• **Saved entries**:
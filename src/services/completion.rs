// src/services/completion.rs
use async_trait::async_trait;
use serde::Serialize;
use thiserror::Error;

#[derive(Clone, Copy, Debug, PartialEq, Eq, Serialize)]
#[serde(rename_all = "lowercase")]
pub enum TurnRole {
    System,
    User,
    Assistant,
}

#[derive(Clone, Debug, PartialEq, Eq, Serialize)]
pub struct Turn {
    pub role: TurnRole,
    pub content: String,
}

impl Turn {
    pub fn system(content: impl Into<String>) -> Self {
        Self { role: TurnRole::System, content: content.into() }
    }

    pub fn user(content: impl Into<String>) -> Self {
        Self { role: TurnRole::User, content: content.into() }
    }
}

#[derive(Clone, Debug, PartialEq, Eq)]
pub struct CompletionRequest {
    pub turns: Vec<Turn>,
    pub max_tokens: u32,
}

#[derive(Debug, Error)]
pub enum ProviderError {
    #[error("request failed: {0}")]
    Transport(#[from] reqwest::Error),
    #[error("provider returned {status}: {body}")]
    Status { status: u16, body: String },
    #[error("provider response had no completion text")]
    EmptyCompletion,
    #[error("{0}")]
    Other(String),
}

/// Something that turns an ordered list of role-tagged turns into one
/// completion. Implementations own transport and vendor details.
#[async_trait]
pub trait CompletionProvider: Send + Sync {
    async fn complete(&self, request: CompletionRequest) -> Result<String, ProviderError>;
}
//! Controller — wires named event methods and request definitions onto one
//! entity/view pair.
//!
//! Methods and requests live in explicit dispatch tables validated at
//! construction instead of being looked up by string on a dynamic object.
//! A request name colliding with another request or with an event method is
//! fatal at construction.

use std::cell::RefCell;
use std::collections::BTreeMap;
use std::rc::Rc;

use serde_json::Value;
use thiserror::Error;

use weft_core::Entity;

use crate::binder::{self, VALUE_ATTR};
use crate::document::{Document, NodeId};
use crate::net::{NetOutcome, NetworkClient, Transport, Verb};
use crate::view::{View, ViewError};

/// Interaction event handed to controller methods.
#[derive(Debug, Clone, PartialEq, Eq)]
pub struct ViewEvent {
    pub node: NodeId,
    pub event_type: String,
}

pub type EventMethod = Box<dyn FnMut(&mut Entity, &ViewEvent)>;
pub type ResponseHandler = Box<dyn FnMut(&mut Entity, &NetOutcome)>;

/// One named request definition. The response handler receives the outcome
/// whenever the transport produces it — possibly long after the initiating
/// interaction — and may drive further store mutations.
pub struct RequestDef {
    pub name: String,
    pub verb: Verb,
    pub url: String,
    pub body: Option<Value>,
    pub response: Option<ResponseHandler>,
}

impl RequestDef {
    pub fn new(name: &str, verb: Verb, url: &str) -> Self {
        Self {
            name: name.to_owned(),
            verb,
            url: url.to_owned(),
            body: None,
            response: None,
        }
    }

    pub fn body(mut self, body: Value) -> Self {
        self.body = Some(body);
        self
    }

    pub fn response<F>(mut self, handler: F) -> Self
    where
        F: FnMut(&mut Entity, &NetOutcome) + 'static,
    {
        self.response = Some(Box::new(handler));
        self
    }
}

/// Construction-time settings: named event methods plus request
/// definitions. A method registered twice keeps the later registration.
#[derive(Default)]
pub struct ControllerConfig {
    methods: BTreeMap<String, EventMethod>,
    requests: Vec<RequestDef>,
}

impl ControllerConfig {
    pub fn new() -> Self {
        Self::default()
    }

    pub fn method<F>(mut self, name: &str, handler: F) -> Self
    where
        F: FnMut(&mut Entity, &ViewEvent) + 'static,
    {
        self.methods.insert(name.to_owned(), Box::new(handler));
        self
    }

    pub fn request(mut self, def: RequestDef) -> Self {
        self.requests.push(def);
        self
    }
}

#[derive(Debug, Error)]
pub enum ControllerError {
    #[error("duplicated request name: {0}")]
    DuplicateRequestName(String),
    #[error("unknown request: {0}")]
    UnknownRequest(String),
    #[error(transparent)]
    View(#[from] ViewError),
}

/// Conduit between user interaction, entity state, and requests.
pub struct Controller<T: Transport> {
    entity: Entity,
    view: View,
    methods: BTreeMap<String, EventMethod>,
    requests: BTreeMap<String, RequestDef>,
    client: NetworkClient<T>,
}

impl<T: Transport> std::fmt::Debug for Controller<T> {
    fn fmt(&self, f: &mut std::fmt::Formatter<'_>) -> std::fmt::Result {
        f.debug_struct("Controller")
            .field("methods", &self.methods.keys())
            .field("requests", &self.requests.keys())
            .finish_non_exhaustive()
    }
}

impl<T: Transport> Controller<T> {
    pub fn new(
        name: &str,
        doc: Rc<RefCell<Document>>,
        config: ControllerConfig,
        transport: T,
    ) -> Result<Self, ControllerError> {
        let ControllerConfig { methods, requests } = config;

        let mut request_table: BTreeMap<String, RequestDef> = BTreeMap::new();
        for def in requests {
            if def.name.is_empty() || def.url.is_empty() {
                tracing::debug!(request = %def.name, "skipping request definition without name or url");
                continue;
            }
            if methods.contains_key(&def.name) || request_table.contains_key(&def.name) {
                return Err(ControllerError::DuplicateRequestName(def.name));
            }
            request_table.insert(def.name.clone(), def);
        }

        let mut entity = Entity::new();
        let view = View::new(name, doc, &mut entity, methods.keys().cloned().collect())?;

        Ok(Self {
            entity,
            view,
            methods,
            requests: request_table,
            client: NetworkClient::new(transport),
        })
    }

    pub fn entity(&self) -> &Entity {
        &self.entity
    }

    pub fn entity_mut(&mut self) -> &mut Entity {
        &mut self.entity
    }

    pub fn view(&self) -> &View {
        &self.view
    }

    pub fn client(&mut self) -> &mut NetworkClient<T> {
        &mut self.client
    }

    /// Deliver a user-interaction event on `node`: field binding first
    /// (committing the field's value into the store), then `data-event`
    /// method dispatch.
    pub fn fire(&mut self, node: NodeId, event_type: &str) {
        let core = self.view.core();

        let field = core.borrow().bindings.field_for(node, event_type).cloned();
        if let Some(binding) = field {
            let value = {
                let core = core.borrow();
                let doc = core.doc.borrow();
                doc.attr(binding.node, VALUE_ATTR).unwrap_or_default().to_owned()
            };
            binder::apply_field_event(&mut self.entity, &binding, &value);
        }

        let method_name = core
            .borrow()
            .bindings
            .method_for(node, event_type)
            .map(str::to_owned);
        if let Some(name) = method_name {
            if let Some(method) = self.methods.get_mut(&name) {
                let event = ViewEvent {
                    node,
                    event_type: event_type.to_owned(),
                };
                method(&mut self.entity, &event);
            }
        }
    }

    /// Perform the named request and hand the outcome to its response
    /// handler.
    pub fn request(&mut self, name: &str) -> Result<NetOutcome, ControllerError> {
        let def = self
            .requests
            .get_mut(name)
            .ok_or_else(|| ControllerError::UnknownRequest(name.to_owned()))?;
        let outcome = self.client.dispatch(def.verb, &def.url, def.body.clone());
        if let Some(handler) = def.response.as_mut() {
            handler(&mut self.entity, &outcome);
        }
        Ok(outcome)
    }
}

• **DIRECTIONS**: Quote every line of the records above, from the first down to the one holding "pub trait CompletionProvider: Send", exactly as written.

• **RESULT OF THIS EXERCISE**:
filename src/services/completion.rs
// src/services/completion.rs
use async_trait::async_trait;
use serde::Serialize;
use thiserror::Error;

#[derive(Clone, Copy, Debug, PartialEq, Eq, Serialize)]
#[serde(rename_all = "lowercase")]
pub enum TurnRole {
    System,
    User,
    Assistant,
}

#[derive(Clone, Debug, PartialEq, Eq, Serialize)]
pub struct Turn {
    pub role: TurnRole,
    pub content: String,
}

impl Turn {
    pub fn system(content: impl Into<String>) -> Self {
        Self { role: TurnRole::System, content: content.into() }
    }

    pub fn user(content: impl Into<String>) -> Self {
        Self { role: TurnRole::User, content: content.into() }
    }
}

#[derive(Clone, Debug, PartialEq, Eq)]
pub struct CompletionRequest {
    pub turns: Vec<Turn>,
    pub max_tokens: u32,
}

#[derive(Debug, Error)]
pub enum ProviderError {
    #[error("request failed: {0}")]
    Transport(#[from] reqwest::Error),
    #[error("provider returned {status}: {body}")]
    Status { status: u16, body: String },
    #[error("provider response had no completion text")]
    EmptyCompletion,
    #[error("{0}")]
    Other(String),
}

/// Something that turns an ordered list of role-tagged turns into one
/// completion. Implementations own transport and vendor details.
#[async_trait]
pub trait CompletionProvider: Send + Sync {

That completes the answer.